目的 建立分离大鼠骨髓间充质干细胞(mesenchymal stem cells,MSCs)及将其定向诱导分化为血管内皮细胞(endothelial cells,EDCs )的方法,并通过观察microRNA126的表达规律初步探索其在定向分化中的调控作用。方法 通过反复贴壁及人工分选方法进行大鼠骨髓MSCs的体外分离纯化及扩增,运用免疫荧光法检测MSCs中CD34、CD105和CD73 的表达。应用MEF诱导分化培养液将MSCs定向诱导分化为EDCs,采用qRT-PCR法检测细胞诱导分化过程不同时间点EDCs特征基因CD34、血管内皮钙黏蛋白(VE-cadherin)及调控小RNA分子microRNA126的表达。结果 经分离纯化的骨髓MSCs CD34呈阴性表达,CD105呈强阳性表达,CD73呈阳性表达,证实骨髓MSCs分离成功,且细胞均一性较好,占细胞总数的90%以上。MSCs定向诱导为EDCs早期分化过程中,在诱导前期第1～4天,VE-cadherin和CD34基因呈阴性表达；第5～6天 VE-cadherin和CD34表达显著；第7～9天,VE-cadherin呈持续阳性表达,而CD34于第7天下降,第8～9天又呈阳性表达。microRNA126在分化过程中的表达趋势与CD34一致。结论 成功建立了骨髓MSCs的分离方法及定向诱导分化为EDCs的方法；microRNA126在MSCs向EDCs的定向分化过程中可能起一定的调控作用。

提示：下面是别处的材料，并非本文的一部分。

//! Engine configuration

use anyhow::{Context, Result};
use serde::{Deserialize, Serialize};
use std::path::Path;
use std::time::Duration;

const DEFAULT_MAX_CONCURRENT_NODES: usize = 4;

/// Run-level settings for the execution controller
#[derive(Debug, Clone, PartialEq, Eq, Serialize, Deserialize)]
#[serde(default)]
pub struct EngineConfig {
    /// Maximum nodes executing at once. 1 runs the graph strictly in order.
    pub max_concurrent_nodes: usize,
    /// Per-node timeout in milliseconds. `None` waits indefinitely.
    pub node_timeout_ms: Option<u64>,
}

impl Default for EngineConfig {
    fn default() -> Self {
        Self {
            max_concurrent_nodes: DEFAULT_MAX_CONCURRENT_NODES,
            node_timeout_ms: None,
        }
    }
}

impl EngineConfig {
    /// Read `GENFLOW_MAX_CONCURRENT_NODES` and `GENFLOW_NODE_TIMEOUT_MS`,
    /// falling back to defaults for unset or unparsable values.
    pub fn from_env() -> Self {
        let max_concurrent_nodes = std::env::var("GENFLOW_MAX_CONCURRENT_NODES")
            .ok()
            .and_then(|s| s.parse::<usize>().ok())
            .unwrap_or(DEFAULT_MAX_CONCURRENT_NODES);

        let node_timeout_ms = std::env::var("GENFLOW_NODE_TIMEOUT_MS")
            .ok()
            .and_then(|s| s.parse::<u64>().ok());

        Self::default()
            .with_max_concurrent_nodes(max_concurrent_nodes)
            .with_node_timeout(node_timeout_ms)
    }

    /// Load from a YAML file; missing fields take defaults
    pub fn from_file(path: &Path) -> Result<Self> {
        let content = std::fs::read_to_string(path)
            .with_context(|| format!("failed to read config {}", path.display()))?;
        let config: Self = serde_yaml::from_str(&content)
            .with_context(|| format!("failed to parse config {}", path.display()))?;
        let max = config.max_concurrent_nodes;
        Ok(config.with_max_concurrent_nodes(max))
    }

    pub fn with_max_concurrent_nodes(mut self, max: usize) -> Self {
        self.max_concurrent_nodes = max.max(1);
        self
    }

    pub fn with_node_timeout_ms(self, timeout_ms: u64) -> Self {
        self.with_node_timeout(Some(timeout_ms))
    }

    fn with_node_timeout(mut self, timeout_ms: Option<u64>) -> Self {
        self.node_timeout_ms = timeout_ms;
        self
    }

    pub fn node_timeout(&self) -> Option<Duration> {
        self.node_timeout_ms.map(Duration::from_millis)
    }
}

#[cfg(test)]
mod tests {
    use super::*;
    use std::io::Write;

    #[test]
    fn test_defaults() {
        let config = EngineConfig::default();
        assert_eq!(config.max_concurrent_nodes, 4);
        assert!(config.node_timeout().is_none());
    }

    #[test]
    fn test_builder_clamps_concurrency() {
        let config = EngineConfig::default()
            .with_max_concurrent_nodes(0)
            .with_node_timeout_ms(1500);
        assert_eq!(config.max_concurrent_nodes, 1);
        assert_eq!(config.node_timeout(), Some(Duration::from_millis(1500)));
    }

    #[test]
    fn test_from_file_partial() {
        let mut file = tempfile::NamedTempFile::new().unwrap();
        writeln!(file, "node_timeout_ms: 30000").unwrap();

        let config = EngineConfig::from_file(file.path()).unwrap();
        assert_eq!(config.max_concurrent_nodes, 4);
        assert_eq!(config.node_timeout_ms, Some(30_000));
    }

    #[test]
    fn test_from_env() {
        std::env::set_var("GENFLOW_MAX_CONCURRENT_NODES", "0");
        std::env::set_var("GENFLOW_NODE_TIMEOUT_MS", "2500");
        let config = EngineConfig::from_env();
        assert_eq!(config.max_concurrent_nodes, 1);
        assert_eq!(config.node_timeout_ms, Some(2500));

        std::env::set_var("GENFLOW_MAX_CONCURRENT_NODES", "lots");
        std::env::remove_var("GENFLOW_NODE_TIMEOUT_MS");
        let config = EngineConfig::from_env();
        assert_eq!(config, EngineConfig::default());

        std::env::remove_var("GENFLOW_MAX_CONCURRENT_NODES");
    }

    #[test]
    fn test_from_file_missing() {
        let err = EngineConfig::from_file(Path::new("/nonexistent/genflow.yml")).unwrap_err();
        assert!(err.to_string().contains("failed to read config"));
    }
}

Purification and identification of bone marrow mesenchymal stem cells and microRNA126 expression during their differentiation into vascular endothelial cells

Objective To establish a method for isolation, purification of bone marrow mesenchymal stem cells (MSCs) and for their differentiation into vascular endothelial cells, and to observe the regulatory role of microRNA126 expression during the differentiation. Methods MSCs were isolated from normal rat bone marrow using gradient density centrifugation and repeated attachment method. CD34, CD105 and CD73 expressions in MSCs were detected with immunofluorescent staining. MSCs were cultured with MEF medium for differentiating into endothelial cells; CD34, VE-cadherin and microRNA126 expressions were examined by qRT-PCR at different time points. Results Immunofluorescent detection demonstrated that MSCs have been isolated and purified successfully, with MSCs negative for CD34, strongly positive for CD105 and positive for CD73. The purified MSCs had a good uniformity and a purity above 90%. qRT-PCR examination revealed that CD34 and VE-cadherin expressions were not detected on day 1-4 of induction, strongly positive on day 5-6, and on day 7-9, VE-cadherin was still positive, CD34 decreased on day 7, and increased again on day 8-9. Interestingly, the expression of CD34 and microRNA126 mRNA was consistent during the differentiation. Conclusion We have successfully established a method for MSCs isolation and differentiation into endothelial cells; microRNA126 may play a regulatory role in MSCs differentiation into endothelial cells.